LloydsTSB’s finance director Helen Weir features among this year’s judges for the Accountancy Age Awards, along with Margaret Ewing, the former FD at BAA and former Accountancy Age award winner.
Weir is one of the most senior FDs in the FTSE 100 and joined the bank after a successful period with retail group Kingfisher. Margaret Ewing last year won the Blue Chip FD of the Year award for her work at BAA, and is now an FD mentor at Deloitte.
The panel will convene on the 5 September to deliberate on awards ranging from Global Firm and Blue Chip FD to Small Firm and Accountant of the Year.

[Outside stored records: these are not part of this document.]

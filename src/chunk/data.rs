//! Chunk types - a borrowed view and an owned copy.

use bytes::Bytes;
use std::fmt;
use std::ops::Range;

/// A content-defined chunk borrowed from the chunker's buffer.
///
/// `data` aliases the chunker's internal buffer, so the borrow checker keeps
/// the chunk from outliving the next [`Chunker::next_chunk`] or
/// [`Chunker::reset`] call. Use [`Chunk::to_owned_chunk`] to keep it longer.
///
/// # Fingerprint
///
/// `fingerprint` is the gear hash at the cut. It is a weak signature of the
/// bytes just before the boundary, not a content hash of the whole chunk. A
/// final chunk no longer than `min_size` is emitted without scanning and
/// carries the sentinel `0`. Compute a proper hash of `data` if you need a
/// deduplication key.
///
/// [`Chunker::next_chunk`]: crate::Chunker::next_chunk
/// [`Chunker::reset`]: crate::Chunker::reset
#[derive(Debug, Clone, Copy, PartialEq, Eq)]
pub struct Chunk<'a> {
    /// Absolute position in the stream where the chunk starts.
    pub offset: u64,

    /// The chunk bytes.
    pub data: &'a [u8],

    /// Rolling hash value at the boundary.
    pub fingerprint: u64,
}

impl Chunk<'_> {
    /// Returns the length of the chunk.
    pub fn len(&self) -> usize {
        self.data.len()
    }

    /// Returns true if the chunk has no data. Never true for emitted chunks.
    pub fn is_empty(&self) -> bool {
        self.data.is_empty()
    }

    /// Returns the end offset (exclusive).
    pub fn end(&self) -> u64 {
        self.offset + self.data.len() as u64
    }

    /// Returns the chunk as a stream range.
    pub fn range(&self) -> Range<u64> {
        self.offset..self.end()
    }

    /// Copies the chunk out of the chunker's buffer.
    pub fn to_owned_chunk(self) -> OwnedChunk {
        OwnedChunk {
            offset: self.offset,
            data: Bytes::copy_from_slice(self.data),
            fingerprint: self.fingerprint,
        }
    }
}

/// A chunk that owns its data.
///
/// Produced by [`Chunk::to_owned_chunk`] and by
/// [`ChunkIter`](crate::ChunkIter).
#[derive(Debug, Clone, PartialEq, Eq)]
pub struct OwnedChunk {
    /// Absolute position in the stream where the chunk starts.
    pub offset: u64,

    /// The chunk bytes.
    pub data: Bytes,

    /// Rolling hash value at the boundary (see [`Chunk`]).
    pub fingerprint: u64,
}

impl OwnedChunk {
    /// Returns the length of the chunk.
    pub fn len(&self) -> usize {
        self.data.len()
    }

    /// Returns true if the chunk has no data.
    pub fn is_empty(&self) -> bool {
        self.data.is_empty()
    }

    /// Returns the end offset (exclusive).
    pub fn end(&self) -> u64 {
        self.offset + self.data.len() as u64
    }

    /// Returns the chunk as a stream range.
    pub fn range(&self) -> Range<u64> {
        self.offset..self.end()
    }

    /// Borrows this chunk as a [`Chunk`].
    pub fn as_chunk(&self) -> Chunk<'_> {
        Chunk {
            offset: self.offset,
            data: &self.data,
            fingerprint: self.fingerprint,
        }
    }

    /// Consumes the chunk and returns the underlying data.
    pub fn into_data(self) -> Bytes {
        self.data
    }
}

impl From<Chunk<'_>> for OwnedChunk {
    fn from(chunk: Chunk<'_>) -> Self {
        chunk.to_owned_chunk()
    }
}

impl fmt::Display for Chunk<'_> {
    fn fmt(&self, f: &mut fmt::Formatter<'_>) -> fmt::Result {
        write!(
            f,
            "Chunk({} bytes @ {}, fingerprint={:#018x})",
            self.len(),
            self.offset,
            self.fingerprint
        )
    }
}

impl fmt::Display for OwnedChunk {
    fn fmt(&self, f: &mut fmt::Formatter<'_>) -> fmt::Result {
        self.as_chunk().fmt(f)
    }
}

The awards cover practice, the corporate world, software and the best individuals operating in finance.
Among the other judges on the panel are Kieran Poynter, managing partner of PricewaterhouseCoopers, the UK’s largest accountancy practice with a £2bn turnover; and Jann Brown, FD at Cairn Energy, one of the most exciting energy companies flirting with membership of the FTSE 100.
They will be joined by Paolo Pieri, FD at Lastminute.com, the online travel operator, and Baroness Noakes, (Dame Sheila Masters) a former partner at KPMG and now a Treasury spokeswoman with the Tory party, whose lobbying was responsible for partially opening up the Financial Reporting Council to the Freedom of Information Act.
Fellow award winner Dynshaw Italia, FD at Cobra Beer, is also on the panel. Last year he was named the top FD in a growing business.
The public sector is represented on the panel by Helen Kilpatrick, FD at the Home Office, where she has been charged with putting huge accounting difficulties in order. Colin Gentile, FD St George’s NHS Trust, will be representing the health sector.
Tanya Beckett joins the panel from the BBC where she is a presenter on World Business Report, while financial institutions are represented by Tim Bush, a corporate governance expert with fund managers Hermes, which currently has around £70bn under management.
They will be joined by Mark Freebairn head of the FD practice at Odgers ray & Berndtson, one of the biggest executive headhunters on both sides of the Atlantic.